START Given records

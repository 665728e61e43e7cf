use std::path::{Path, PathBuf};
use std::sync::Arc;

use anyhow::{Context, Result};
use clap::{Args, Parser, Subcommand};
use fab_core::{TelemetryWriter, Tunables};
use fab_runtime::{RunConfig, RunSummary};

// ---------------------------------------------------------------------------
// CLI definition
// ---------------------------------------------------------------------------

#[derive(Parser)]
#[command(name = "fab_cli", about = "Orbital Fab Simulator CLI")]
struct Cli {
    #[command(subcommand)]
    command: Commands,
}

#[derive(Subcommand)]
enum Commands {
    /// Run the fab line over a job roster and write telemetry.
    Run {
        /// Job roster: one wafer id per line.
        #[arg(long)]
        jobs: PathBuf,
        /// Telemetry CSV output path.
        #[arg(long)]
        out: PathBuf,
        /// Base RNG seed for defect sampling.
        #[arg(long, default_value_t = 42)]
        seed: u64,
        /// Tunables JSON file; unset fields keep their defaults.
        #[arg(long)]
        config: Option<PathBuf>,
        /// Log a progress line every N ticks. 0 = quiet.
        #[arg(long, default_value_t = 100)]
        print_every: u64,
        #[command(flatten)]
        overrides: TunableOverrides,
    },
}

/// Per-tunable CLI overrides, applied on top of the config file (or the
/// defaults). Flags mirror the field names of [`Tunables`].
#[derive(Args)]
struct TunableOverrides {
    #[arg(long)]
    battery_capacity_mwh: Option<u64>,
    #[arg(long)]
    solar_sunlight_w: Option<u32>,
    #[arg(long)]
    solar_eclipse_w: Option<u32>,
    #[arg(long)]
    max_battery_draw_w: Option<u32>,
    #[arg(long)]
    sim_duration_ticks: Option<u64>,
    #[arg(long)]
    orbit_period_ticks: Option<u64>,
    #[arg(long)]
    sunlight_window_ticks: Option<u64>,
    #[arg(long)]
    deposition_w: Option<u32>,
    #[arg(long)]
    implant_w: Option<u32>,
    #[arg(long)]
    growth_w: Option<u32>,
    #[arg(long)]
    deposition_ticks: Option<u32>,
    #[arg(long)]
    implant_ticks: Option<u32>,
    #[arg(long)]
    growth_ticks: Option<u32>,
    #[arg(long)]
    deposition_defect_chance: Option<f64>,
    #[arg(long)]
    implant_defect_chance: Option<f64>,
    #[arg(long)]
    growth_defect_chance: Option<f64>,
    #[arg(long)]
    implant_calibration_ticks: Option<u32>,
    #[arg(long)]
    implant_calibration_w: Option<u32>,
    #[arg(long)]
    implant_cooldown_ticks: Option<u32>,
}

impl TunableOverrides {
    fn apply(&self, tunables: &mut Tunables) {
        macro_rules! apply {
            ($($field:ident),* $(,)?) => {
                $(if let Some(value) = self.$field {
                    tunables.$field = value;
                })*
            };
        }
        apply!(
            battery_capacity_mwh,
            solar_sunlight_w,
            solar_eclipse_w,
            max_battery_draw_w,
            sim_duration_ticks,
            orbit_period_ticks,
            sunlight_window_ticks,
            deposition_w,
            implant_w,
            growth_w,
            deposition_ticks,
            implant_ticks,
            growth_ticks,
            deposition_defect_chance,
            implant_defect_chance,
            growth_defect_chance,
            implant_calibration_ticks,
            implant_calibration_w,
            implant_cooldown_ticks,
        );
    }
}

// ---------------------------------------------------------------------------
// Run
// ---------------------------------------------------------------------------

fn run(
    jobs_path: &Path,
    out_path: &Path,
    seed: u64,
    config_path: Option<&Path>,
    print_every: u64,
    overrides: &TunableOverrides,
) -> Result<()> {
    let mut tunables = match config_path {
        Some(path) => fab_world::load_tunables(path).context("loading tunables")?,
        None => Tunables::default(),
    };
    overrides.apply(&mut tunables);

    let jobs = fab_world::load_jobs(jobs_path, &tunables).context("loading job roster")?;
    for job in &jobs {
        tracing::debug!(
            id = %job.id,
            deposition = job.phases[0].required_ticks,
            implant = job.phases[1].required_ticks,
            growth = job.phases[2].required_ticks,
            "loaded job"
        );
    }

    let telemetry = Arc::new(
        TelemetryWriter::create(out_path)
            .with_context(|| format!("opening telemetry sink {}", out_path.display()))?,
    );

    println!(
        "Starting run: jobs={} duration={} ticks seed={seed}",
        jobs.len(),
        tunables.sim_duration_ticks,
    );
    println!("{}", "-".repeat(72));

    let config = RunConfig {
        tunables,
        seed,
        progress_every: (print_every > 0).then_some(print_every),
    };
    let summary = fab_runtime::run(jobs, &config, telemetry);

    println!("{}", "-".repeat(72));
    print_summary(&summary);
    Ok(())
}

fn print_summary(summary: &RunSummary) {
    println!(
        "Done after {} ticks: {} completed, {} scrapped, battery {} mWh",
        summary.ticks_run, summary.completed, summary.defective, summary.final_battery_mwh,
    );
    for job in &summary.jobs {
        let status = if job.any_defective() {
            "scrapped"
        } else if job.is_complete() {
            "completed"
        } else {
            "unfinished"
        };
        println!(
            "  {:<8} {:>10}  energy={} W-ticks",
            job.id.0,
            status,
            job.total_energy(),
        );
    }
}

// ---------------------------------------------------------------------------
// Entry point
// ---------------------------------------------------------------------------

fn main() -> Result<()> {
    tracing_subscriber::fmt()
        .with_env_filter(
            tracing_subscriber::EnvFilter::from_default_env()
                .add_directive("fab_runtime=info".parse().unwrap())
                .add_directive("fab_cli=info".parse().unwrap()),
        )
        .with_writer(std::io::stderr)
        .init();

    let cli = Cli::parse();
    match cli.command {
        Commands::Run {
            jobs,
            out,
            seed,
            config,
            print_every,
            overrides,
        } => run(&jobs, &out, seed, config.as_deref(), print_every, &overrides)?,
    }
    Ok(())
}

END Given records

What is required ->
The whole set of records needs to be written out exactly.

The answer ->
repository 665728e61e43e7cf
use std::path::{Path, PathBuf};
use std::sync::Arc;

use anyhow::{Context, Result};
use clap::{Args, Parser, Subcommand};
use fab_core::{TelemetryWriter, Tunables};
use fab_runtime::{RunConfig, RunSummary};

// ---------------------------------------------------------------------------
// CLI definition
// ---------------------------------------------------------------------------

#[derive(Parser)]
#[command(name = "fab_cli", about = "Orbital Fab Simulator CLI")]
struct Cli {
    #[command(subcommand)]
    command: Commands,
}

#[derive(Subcommand)]
enum Commands {
    /// Run the fab line over a job roster and write telemetry.
    Run {
        /// Job roster: one wafer id per line.
        #[arg(long)]
        jobs: PathBuf,
        /// Telemetry CSV output path.
        #[arg(long)]
        out: PathBuf,
        /// Base RNG seed for defect sampling.
        #[arg(long, default_value_t = 42)]
        seed: u64,
        /// Tunables JSON file; unset fields keep their defaults.
        #[arg(long)]
        config: Option<PathBuf>,
        /// Log a progress line every N ticks. 0 = quiet.
        #[arg(long, default_value_t = 100)]
        print_every: u64,
        #[command(flatten)]
        overrides: TunableOverrides,
    },
}

/// Per-tunable CLI overrides, applied on top of the config file (or the
/// defaults). Flags mirror the field names of [`Tunables`].
#[derive(Args)]
struct TunableOverrides {
    #[arg(long)]
    battery_capacity_mwh: Option<u64>,
    #[arg(long)]
    solar_sunlight_w: Option<u32>,
    #[arg(long)]
    solar_eclipse_w: Option<u32>,
    #[arg(long)]
    max_battery_draw_w: Option<u32>,
    #[arg(long)]
    sim_duration_ticks: Option<u64>,
    #[arg(long)]
    orbit_period_ticks: Option<u64>,
    #[arg(long)]
    sunlight_window_ticks: Option<u64>,
    #[arg(long)]
    deposition_w: Option<u32>,
    #[arg(long)]
    implant_w: Option<u32>,
    #[arg(long)]
    growth_w: Option<u32>,
    #[arg(long)]
    deposition_ticks: Option<u32>,
    #[arg(long)]
    implant_ticks: Option<u32>,
    #[arg(long)]
    growth_ticks: Option<u32>,
    #[arg(long)]
    deposition_defect_chance: Option<f64>,
    #[arg(long)]
    implant_defect_chance: Option<f64>,
    #[arg(long)]
    growth_defect_chance: Option<f64>,
    #[arg(long)]
    implant_calibration_ticks: Option<u32>,
    #[arg(long)]
    implant_calibration_w: Option<u32>,
    #[arg(long)]
    implant_cooldown_ticks: Option<u32>,
}

impl TunableOverrides {
    fn apply(&self, tunables: &mut Tunables) {
        macro_rules! apply {
            ($($field:ident),* $(,)?) => {
                $(if let Some(value) = self.$field {
                    tunables.$field = value;
                })*
            };
        }
        apply!(
            battery_capacity_mwh,
            solar_sunlight_w,
            solar_eclipse_w,
            max_battery_draw_w,
            sim_duration_ticks,
            orbit_period_ticks,
            sunlight_window_ticks,
            deposition_w,
            implant_w,
            growth_w,
            deposition_ticks,
            implant_ticks,
            growth_ticks,
            deposition_defect_chance,
            implant_defect_chance,
            growth_defect_chance,
            implant_calibration_ticks,
            implant_calibration_w,
            implant_cooldown_ticks,
        );
    }
}

// ---------------------------------------------------------------------------
// Run
// ---------------------------------------------------------------------------

fn run(
    jobs_path: &Path,
    out_path: &Path,
    seed: u64,
    config_path: Option<&Path>,
    print_every: u64,
    overrides: &TunableOverrides,
) -> Result<()> {
    let mut tunables = match config_path {
        Some(path) => fab_world::load_tunables(path).context("loading tunables")?,
        None => Tunables::default(),
    };
    overrides.apply(&mut tunables);

    let jobs = fab_world::load_jobs(jobs_path, &tunables).context("loading job roster")?;
    for job in &jobs {
        tracing::debug!(
            id = %job.id,
            deposition = job.phases[0].required_ticks,
            implant = job.phases[1].required_ticks,
            growth = job.phases[2].required_ticks,
            "loaded job"
        );
    }

    let telemetry = Arc::new(
        TelemetryWriter::create(out_path)
            .with_context(|| format!("opening telemetry sink {}", out_path.display()))?,
    );

    println!(
        "Starting run: jobs={} duration={} ticks seed={seed}",
        jobs.len(),
        tunables.sim_duration_ticks,
    );
    println!("{}", "-".repeat(72));

    let config = RunConfig {
        tunables,
        seed,
        progress_every: (print_every > 0).then_some(print_every),
    };
    let summary = fab_runtime::run(jobs, &config, telemetry);

    println!("{}", "-".repeat(72));
    print_summary(&summary);
    Ok(())
}

fn print_summary(summary: &RunSummary) {
    println!(
        "Done after {} ticks: {} completed, {} scrapped, battery {} mWh",
        summary.ticks_run, summary.completed, summary.defective, summary.final_battery_mwh,
    );
    for job in &summary.jobs {
        let status = if job.any_defective() {
            "scrapped"
        } else if job.is_complete() {
            "completed"
        } else {
            "unfinished"
        };
        println!(
            "  {:<8} {:>10}  energy={} W-ticks",
            job.id.0,
            status,
            job.total_energy(),
        );
    }
}

// ---------------------------------------------------------------------------
// Entry point
// ---------------------------------------------------------------------------

fn main() -> Result<()> {
    tracing_subscriber::fmt()
        .with_env_filter(
            tracing_subscriber::EnvFilter::from_default_env()
                .add_directive("fab_runtime=info".parse().unwrap())
                .add_directive("fab_cli=info".parse().unwrap()),
        )
        .with_writer(std::io::stderr)
        .init();

    let cli = Cli::parse();
    match cli.command {
        Commands::Run {
            jobs,
            out,
            seed,
            config,
            print_every,
            overrides,
        } => run(&jobs, &out, seed, config.as_deref(), print_every, &overrides)?,
    }
    Ok(())
}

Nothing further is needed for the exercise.